YouTube video

Bill Black: We need to ban imports produced while breaking laws of China


Story Transcript

PAUL JAY, SENIOR EDITOR, TRNN: Welcome to The Real News Network. I’m Paul Jay in Washington.

Well, the press has been filled with controversy about Apple and other computer companies taking advantage of terrible working conditions in China and other Asian countries. We [incompr.] heard about Foxconn and the threats and actual suicides of workers and threats of mass suicide in protest to the conditions. But what should people in the advanced countries that are using cell phones and iPads and such, taking advantage of all of this, what should they say to their governments about what should be done to hopefully stop this?

Now joining us to talk about this is Bill Black. Bill is associate professor of economics and law at the University of Missouri. He’s also the author of the book The Best Way to Rob a Bank Is to Own One. Thanks for joining us again, Bill.

WILLIAM K. BLACK, ASSOC. PROF. ECONOMICS & LAW, UMKC: Thank you.

JAY: So we’ve seen depictions in investigative pieces in The New York Times and other places about all of this, and it’s rather terrible and draconian, some of the conditions workers face. What should people say to their governments in places like the United States and Canada and Europe and such?

BLACK: They have to demand an end to cheaters prospering and driving honest companies out, and cheating countries prospering and driving the workers to despair in the countries in which they’re more honest.

JAY: So what law exists now that would allow them to do that if there was any political will to do so?

BLACK: Well, the laws that typically exist, they’re actually violating laws left, right, and center in China. So there are actually three strands of stories that should have been brought together, and our work tries to draw it together. But the big media has not put it together.

The three strands are this. There was this story about how President Obama met with Steve Jobs—then, obviously, alive and the head of Apple. And President Obama said, what would it take to bring back suppliers jobs for Apple to the United States? Because it turns out that Apple’s jobs are overwhelmingly abroad. And then the second series of stories was about the release by Apple of its—what they call audit of their suppliers, which found massive illegality continuing year after year. And then the third was investigative reporting and Jon Stewart about the suicides, primarily at Foxconn.
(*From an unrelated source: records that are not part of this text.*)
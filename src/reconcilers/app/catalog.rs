// Copyright (c) 2025 Erick Bourgeois, firestoned
// SPDX-License-Identifier: MIT

//! Catalog resolution unit.
//!
//! Resolves the Catalog CR an App references and stores it on the
//! reconciliation context for the units downstream. Performs no writes.
//! When `spec.catalogNamespace` is empty the lookup tries `default` and then
//! `giantswarm`.

#[allow(clippy::wildcard_imports)]
use super::types::*;

use crate::constants::CATALOG_NAMESPACES;

/// Chain unit resolving `spec.catalog` into [`ReconcileCtx::catalog`].
pub struct CatalogResource;

#[async_trait]
impl AppResource for CatalogResource {
    fn name(&self) -> &'static str {
        "catalog"
    }

    async fn ensure_created(
        &self,
        ctx: &Context,
        rctx: &mut ReconcileCtx,
        app: &App,
    ) -> Result<()> {
        let catalog_name = key::catalog_name(app);

        debug!("looking for catalog {:?}", catalog_name);

        let namespaces: Vec<String> = match key::catalog_namespace(app) {
            Some(namespace) => vec![namespace.to_string()],
            None => CATALOG_NAMESPACES.iter().map(ToString::to_string).collect(),
        };

        for namespace in &namespaces {
            let api: Api<Catalog> = Api::namespaced(ctx.client.clone(), namespace);
            match api.get(catalog_name).await {
                Ok(catalog) => {
                    debug!(
                        "found catalog {:?} in namespace {:?}",
                        catalog_name, namespace
                    );
                    rctx.catalog = Some(catalog);
                    return Ok(());
                }
                Err(err) if is_kube_not_found(&err) => continue,
                Err(err) => return Err(err.into()),
            }
        }

        Err(Error::NotFound(format!("catalog {catalog_name:?}")))
    }

    async fn ensure_deleted(
        &self,
        _ctx: &Context,
        _rctx: &mut ReconcileCtx,
        _app: &App,
    ) -> Result<()> {
        // Deleting derived objects only needs their names, not the catalog.
        Ok(())
    }
}

#[cfg(test)]
#[path = "catalog_tests.rs"]
mod catalog_tests;
// Copyright (c) 2025 Erick Bourgeois, firestoned
// SPDX-License-Identifier: MIT

//! CRD YAML Generator
//!
//! Generates Kubernetes CRD YAML files from the Rust types defined in
//! src/crd.rs, so the manifests under deploy/crds/ are always in sync with
//! the code.
//!
//! Usage:
//!   cargo run --bin crdgen
//!   cargo run --bin crdgen -- --stdout

use app_operator::crd::{App, Catalog, Chart};
use clap::Parser;
use kube::CustomResourceExt;
use std::fs;
use std::path::{Path, PathBuf};

const HEADER: &str = "# Copyright (c) 2025 Erick Bourgeois, firestoned
# SPDX-License-Identifier: MIT
#
# This file is AUTO-GENERATED from src/crd.rs
# DO NOT EDIT MANUALLY - Run `cargo run --bin crdgen` to regenerate
#
";

/// Generate CRD manifests for the App Operator.
#[derive(Parser)]
#[command(name = "crdgen", version, about)]
struct Args {
    /// Directory the manifests are written to.
    #[arg(long, default_value = "deploy/crds")]
    out_dir: PathBuf,

    /// Print all manifests to stdout instead of writing files.
    #[arg(long)]
    stdout: bool,
}

fn main() -> Result<(), Box<dyn std::error::Error>> {
    let args = Args::parse();

    if args.stdout {
        print!("{}", render_crd::<App>()?);
        print!("---\n{}", render_crd::<Catalog>()?);
        print!("---\n{}", render_crd::<Chart>()?);
        return Ok(());
    }

    fs::create_dir_all(&args.out_dir)?;

    println!("Generating CRD YAML files from src/crd.rs...");

    write_crd::<App>("apps.crd.yaml", &args.out_dir)?;
    write_crd::<Catalog>("catalogs.crd.yaml", &args.out_dir)?;
    write_crd::<Chart>("charts.crd.yaml", &args.out_dir)?;

    println!(
        "Successfully generated CRD YAML files in {}",
        args.out_dir.display()
    );
    println!("\nNext steps:");
    println!("  1. Review the generated files");
    println!("  2. Deploy with: kubectl apply -f {}", args.out_dir.display());

    Ok(())
}

fn render_crd<K: CustomResourceExt>() -> Result<String, Box<dyn std::error::Error>> {
    Ok(serde_yaml::to_string(&K::crd())?)
}

fn write_crd<K: CustomResourceExt>(
    file_name: &str,
    out_dir: &Path,
) -> Result<(), Box<dyn std::error::Error>> {
    let yaml = render_crd::<K>()?;
    let path = out_dir.join(file_name);
    fs::write(&path, format!("{HEADER}{yaml}"))?;
    println!("  wrote {}", path.display());
    Ok(())
}
// Copyright (c) 2025 Erick Bourgeois, firestoned
// SPDX-License-Identifier: MIT

//! Finalizer management for `App` CRs.
//!
//! Generated Chart, config map and secret objects may live on a different
//! cluster than the App, so owner references cannot protect them; the
//! per-app finalizer `app-operator.giantswarm.io/app-${name}` is the only
//! safe mechanism. The engine attaches it before the first writing sweep and
//! detaches it only after a delete sweep completed with no error and no
//! cancellation.

use kube::api::{Patch, PatchParams};
use kube::{Api, Client, Resource, ResourceExt};
use serde_json::json;
use tracing::info;

use crate::crd::App;
use crate::errors::Result;
use crate::key;

/// Add the per-app finalizer if not already present. Idempotent.
///
/// # Errors
///
/// Returns an error when the metadata patch fails.
pub async fn ensure_finalizer(client: &Client, app: &App) -> Result<()> {
    let finalizer = key::finalizer_name(app);
    let namespace = app.namespace().unwrap_or_default();
    let name = app.name_any();

    if app
        .meta()
        .finalizers
        .as_ref()
        .is_some_and(|f| f.contains(&finalizer))
    {
        return Ok(());
    }

    info!("adding finalizer {} to app {}/{}", finalizer, namespace, name);

    let mut finalizers = app.meta().finalizers.clone().unwrap_or_default();
    finalizers.push(finalizer);

    let api: Api<App> = Api::namespaced(client.clone(), &namespace);
    let patch = json!({ "metadata": { "finalizers": finalizers } });
    api.patch(&name, &PatchParams::default(), &Patch::Merge(&patch))
        .await?;

    Ok(())
}

/// Remove the per-app finalizer if present. Idempotent.
///
/// # Errors
///
/// Returns an error when the metadata patch fails.
pub async fn remove_finalizer(client: &Client, app: &App) -> Result<()> {
    let finalizer = key::finalizer_name(app);
    let namespace = app.namespace().unwrap_or_default();
    let name = app.name_any();

    if app
        .meta()
        .finalizers
        .as_ref()
        .is_none_or(|f| !f.contains(&finalizer))
    {
        return Ok(());
    }

    info!(
        "removing finalizer {} from app {}/{}",
        finalizer, namespace, name
    );

    let mut finalizers = app.meta().finalizers.clone().unwrap_or_default();
    finalizers.retain(|f| f != &finalizer);

    let api: Api<App> = Api::namespaced(client.clone(), &namespace);
    let patch = json!({ "metadata": { "finalizers": finalizers } });
    api.patch(&name, &PatchParams::default(), &Patch::Merge(&patch))
        .await?;

    Ok(())
}

#[cfg(test)]
#[path = "finalizers_tests.rs"]
mod finalizers_tests;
But some broader scandals I’ll talk about in a minute as well.

In the first story about bringing the jobs back, Jobs answered—again, Steve Jobs—was they’re never coming back. But that story has the following anecdote. Steve Jobs takes the prototype iPhone out of his pocket, shows his key engineers and executives that there are scratches on it, and says, I want this perfect in six weeks. And then it’s this wonderful story about how they go to China and they get people working around the clock, and within six weeks they have scratch-free glass and it’s all working. Right? That’s story one.

Story two—and these are the Apple audits. So remember, this is not some independent entity coming in to investigate, and it’s not a real investigation. This is mostly Apple going out and looking at what is obvious on the books and records of its suppliers, who are overwhelmingly in China.

JAY: And this audit has to do with following some kind of regulations in terms of working conditions and hours and actually paying people and things.

BLACK: It has to do with that. It has to do with Apple’s contract with the worker—with the suppliers. And it has to do with the laws of China and the other nations in which they’re operating. And it turns out the suppliers are routinely violating all three things. So they violate their contracts with the workers, they violate their contracts with Apple, and they commit a whole series of illegal actions under the law of China, which not only cheat the workers but put their health and even their lives at risk.

So, for example—and remember, again, this is just what’s obvious on the face of the records. And these places, these suppliers know that Apple comes in every year and looks at these records. What did they find? They found that more than half of the suppliers routinely defrauded the employees’ wages due to them. Right? In other words, whatever you think is the disparity in pay between the U.S. and China is actually much larger, because the reported pay is in many cases not actually received by the workers.

They also found that a significant number of Apple suppliers coerce abortions. They illegally, and, again, in violation of contracts, subject female employees to pregnancy tests. And so if you want to keep your job, you better (a) not get pregnant, and (b) if you do get pregnant, you’d better have an abortion.

Three. Twenty-five percent of Apple suppliers illegally dispose of toxic materials. And then they do a whole bunch of other series of violations as well.

But here are the two kickers. First, for most of these places, the suppliers have violated—engaged in these violations, and Apple has found these violations every year that the audit has been conducted. So if Steve Jobs had applied the same approach—I want a perfect answer in six weeks—none of these problems would occur, because [crosstalk]

JAY: So Apple’s aware of all of this. And what the—I know Apple says that they have tried, or taking some steps to try to change this situation. I mean, is any of that effective? And, of course, it’s not only Apple involved in these practices.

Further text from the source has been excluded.